### What you need to do:
Write out all the data below exactly.

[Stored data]

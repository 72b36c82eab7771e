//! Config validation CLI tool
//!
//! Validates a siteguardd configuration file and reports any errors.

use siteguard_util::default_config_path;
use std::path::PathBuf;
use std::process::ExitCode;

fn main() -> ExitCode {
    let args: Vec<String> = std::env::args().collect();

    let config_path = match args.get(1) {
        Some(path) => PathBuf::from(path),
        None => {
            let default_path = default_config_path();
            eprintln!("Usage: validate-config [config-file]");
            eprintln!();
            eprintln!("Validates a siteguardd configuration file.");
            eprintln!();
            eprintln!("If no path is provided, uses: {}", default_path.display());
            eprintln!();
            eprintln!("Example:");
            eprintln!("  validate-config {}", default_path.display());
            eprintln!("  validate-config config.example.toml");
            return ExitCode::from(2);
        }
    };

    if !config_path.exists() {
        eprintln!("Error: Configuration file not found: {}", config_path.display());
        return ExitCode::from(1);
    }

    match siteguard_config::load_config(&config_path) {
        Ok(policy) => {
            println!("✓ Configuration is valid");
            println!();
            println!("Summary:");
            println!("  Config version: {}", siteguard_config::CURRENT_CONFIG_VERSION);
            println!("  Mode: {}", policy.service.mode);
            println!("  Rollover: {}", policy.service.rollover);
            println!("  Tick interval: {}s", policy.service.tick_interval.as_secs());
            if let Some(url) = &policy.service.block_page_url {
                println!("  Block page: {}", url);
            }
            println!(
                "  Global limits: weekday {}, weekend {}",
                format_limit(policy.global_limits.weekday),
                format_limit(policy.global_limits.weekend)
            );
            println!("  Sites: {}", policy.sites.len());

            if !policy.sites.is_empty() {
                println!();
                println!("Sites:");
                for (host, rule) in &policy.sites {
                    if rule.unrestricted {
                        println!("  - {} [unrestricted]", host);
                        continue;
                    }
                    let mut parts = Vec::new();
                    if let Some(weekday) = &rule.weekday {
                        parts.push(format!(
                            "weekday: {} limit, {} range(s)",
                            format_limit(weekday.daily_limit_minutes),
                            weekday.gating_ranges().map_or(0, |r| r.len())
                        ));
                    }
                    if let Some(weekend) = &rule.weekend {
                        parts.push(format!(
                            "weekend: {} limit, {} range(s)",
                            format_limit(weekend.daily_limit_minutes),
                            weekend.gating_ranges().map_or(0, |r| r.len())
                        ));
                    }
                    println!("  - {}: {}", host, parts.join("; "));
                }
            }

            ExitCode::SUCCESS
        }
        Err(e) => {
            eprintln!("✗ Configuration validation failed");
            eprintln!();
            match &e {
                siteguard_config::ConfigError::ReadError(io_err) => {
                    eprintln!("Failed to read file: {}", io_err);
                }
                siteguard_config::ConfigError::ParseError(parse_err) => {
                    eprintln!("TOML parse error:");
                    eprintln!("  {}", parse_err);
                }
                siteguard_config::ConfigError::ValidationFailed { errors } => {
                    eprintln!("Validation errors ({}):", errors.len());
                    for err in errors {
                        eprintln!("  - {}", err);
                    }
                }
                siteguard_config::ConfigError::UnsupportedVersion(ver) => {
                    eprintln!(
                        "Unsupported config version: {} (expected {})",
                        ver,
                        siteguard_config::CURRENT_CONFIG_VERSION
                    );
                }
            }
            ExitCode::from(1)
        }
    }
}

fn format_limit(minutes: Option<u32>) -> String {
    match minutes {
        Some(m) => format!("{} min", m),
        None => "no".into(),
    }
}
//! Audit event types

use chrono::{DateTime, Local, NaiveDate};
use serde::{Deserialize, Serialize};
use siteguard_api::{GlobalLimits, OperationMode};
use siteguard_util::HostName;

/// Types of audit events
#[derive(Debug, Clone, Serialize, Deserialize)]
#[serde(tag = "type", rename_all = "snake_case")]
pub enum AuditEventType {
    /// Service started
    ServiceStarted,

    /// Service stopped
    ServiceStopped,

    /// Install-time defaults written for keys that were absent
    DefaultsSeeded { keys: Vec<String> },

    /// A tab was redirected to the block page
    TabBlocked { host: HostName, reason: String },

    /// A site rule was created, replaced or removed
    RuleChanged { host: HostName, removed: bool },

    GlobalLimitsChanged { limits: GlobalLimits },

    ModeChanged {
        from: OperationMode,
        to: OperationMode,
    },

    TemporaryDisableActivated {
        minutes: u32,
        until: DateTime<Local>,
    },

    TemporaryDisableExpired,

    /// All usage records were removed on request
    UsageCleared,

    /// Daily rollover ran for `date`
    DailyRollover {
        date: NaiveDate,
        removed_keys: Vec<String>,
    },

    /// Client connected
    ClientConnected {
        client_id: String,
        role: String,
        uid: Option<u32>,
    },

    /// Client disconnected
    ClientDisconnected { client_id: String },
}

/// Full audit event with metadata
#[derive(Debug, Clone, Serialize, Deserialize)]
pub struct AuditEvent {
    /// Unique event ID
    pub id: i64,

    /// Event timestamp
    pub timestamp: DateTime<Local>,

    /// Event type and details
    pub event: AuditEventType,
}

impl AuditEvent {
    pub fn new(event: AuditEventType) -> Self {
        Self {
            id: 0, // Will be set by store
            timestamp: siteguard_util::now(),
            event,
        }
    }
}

### Reply:
repository 72b36c82eab7771e
//! Config validation CLI tool
//!
//! Validates a siteguardd configuration file and reports any errors.

use siteguard_util::default_config_path;
use std::path::PathBuf;
use std::process::ExitCode;

fn main() -> ExitCode {
    let args: Vec<String> = std::env::args().collect();

    let config_path = match args.get(1) {
        Some(path) => PathBuf::from(path),
        None => {
            let default_path = default_config_path();
            eprintln!("Usage: validate-config [config-file]");
            eprintln!();
            eprintln!("Validates a siteguardd configuration file.");
            eprintln!();
            eprintln!("If no path is provided, uses: {}", default_path.display());
            eprintln!();
            eprintln!("Example:");
            eprintln!("  validate-config {}", default_path.display());
            eprintln!("  validate-config config.example.toml");
            return ExitCode::from(2);
        }
    };

    if !config_path.exists() {
        eprintln!("Error: Configuration file not found: {}", config_path.display());
        return ExitCode::from(1);
    }

    match siteguard_config::load_config(&config_path) {
        Ok(policy) => {
            println!("✓ Configuration is valid");
            println!();
            println!("Summary:");
            println!("  Config version: {}", siteguard_config::CURRENT_CONFIG_VERSION);
            println!("  Mode: {}", policy.service.mode);
            println!("  Rollover: {}", policy.service.rollover);
            println!("  Tick interval: {}s", policy.service.tick_interval.as_secs());
            if let Some(url) = &policy.service.block_page_url {
                println!("  Block page: {}", url);
            }
            println!(
                "  Global limits: weekday {}, weekend {}",
                format_limit(policy.global_limits.weekday),
                format_limit(policy.global_limits.weekend)
            );
            println!("  Sites: {}", policy.sites.len());

            if !policy.sites.is_empty() {
                println!();
                println!("Sites:");
                for (host, rule) in &policy.sites {
                    if rule.unrestricted {
                        println!("  - {} [unrestricted]", host);
                        continue;
                    }
                    let mut parts = Vec::new();
                    if let Some(weekday) = &rule.weekday {
                        parts.push(format!(
                            "weekday: {} limit, {} range(s)",
                            format_limit(weekday.daily_limit_minutes),
                            weekday.gating_ranges().map_or(0, |r| r.len())
                        ));
                    }
                    if let Some(weekend) = &rule.weekend {
                        parts.push(format!(
                            "weekend: {} limit, {} range(s)",
                            format_limit(weekend.daily_limit_minutes),
                            weekend.gating_ranges().map_or(0, |r| r.len())
                        ));
                    }
                    println!("  - {}: {}", host, parts.join("; "));
                }
            }

            ExitCode::SUCCESS
        }
        Err(e) => {
            eprintln!("✗ Configuration validation failed");
            eprintln!();
            match &e {
                siteguard_config::ConfigError::ReadError(io_err) => {
                    eprintln!("Failed to read file: {}", io_err);
                }
                siteguard_config::ConfigError::ParseError(parse_err) => {
                    eprintln!("TOML parse error:");
                    eprintln!("  {}", parse_err);
                }
                siteguard_config::ConfigError::ValidationFailed { errors } => {
                    eprintln!("Validation errors ({}):", errors.len());
                    for err in errors {
                        eprintln!("  - {}", err);
                    }
                }
                siteguard_config::ConfigError::UnsupportedVersion(ver) => {
                    eprintln!(
                        "Unsupported config version: {} (expected {})",
                        ver,
                        siteguard_config::CURRENT_CONFIG_VERSION
                    );
                }
            }
            ExitCode::from(1)
        }
    }
}

fn format_limit(minutes: Option<u32>) -> String {
    match minutes {
        Some(m) => format!("{} min", m),
        None => "no".into(),
    }
}
//! Audit event types

use chrono::{DateTime, Local, NaiveDate};
use serde::{Deserialize, Serialize};
use siteguard_api::{GlobalLimits, OperationMode};
use siteguard_util::HostName;

/// Types of audit events
#[derive(Debug, Clone, Serialize, Deserialize)]
#[serde(tag = "type", rename_all = "snake_case")]
pub enum AuditEventType {
    /// Service started
    ServiceStarted,

    /// Service stopped
    ServiceStopped,

    /// Install-time defaults written for keys that were absent
    DefaultsSeeded { keys: Vec<String> },

    /// A tab was redirected to the block page
    TabBlocked { host: HostName, reason: String },

    /// A site rule was created, replaced or removed
    RuleChanged { host: HostName, removed: bool },

    GlobalLimitsChanged { limits: GlobalLimits },

    ModeChanged {
        from: OperationMode,
        to: OperationMode,
    },

    TemporaryDisableActivated {
        minutes: u32,
        until: DateTime<Local>,
    },

    TemporaryDisableExpired,

    /// All usage records were removed on request
    UsageCleared,

    /// Daily rollover ran for `date`
    DailyRollover {
        date: NaiveDate,
        removed_keys: Vec<String>,
    },

    /// Client connected
    ClientConnected {
        client_id: String,
        role: String,
        uid: Option<u32>,
    },

    /// Client disconnected
    ClientDisconnected { client_id: String },
}

/// Full audit event with metadata
#[derive(Debug, Clone, Serialize, Deserialize)]
pub struct AuditEvent {
    /// Unique event ID
    pub id: i64,

    /// Event timestamp
    pub timestamp: DateTime<Local>,

    /// Event type and details
    pub event: AuditEventType,
}

impl AuditEvent {
    pub fn new(event: AuditEventType) -> Self {
        Self {
            id: 0, // Will be set by store
            timestamp: siteguard_util::now(),
            event,
        }
    }
}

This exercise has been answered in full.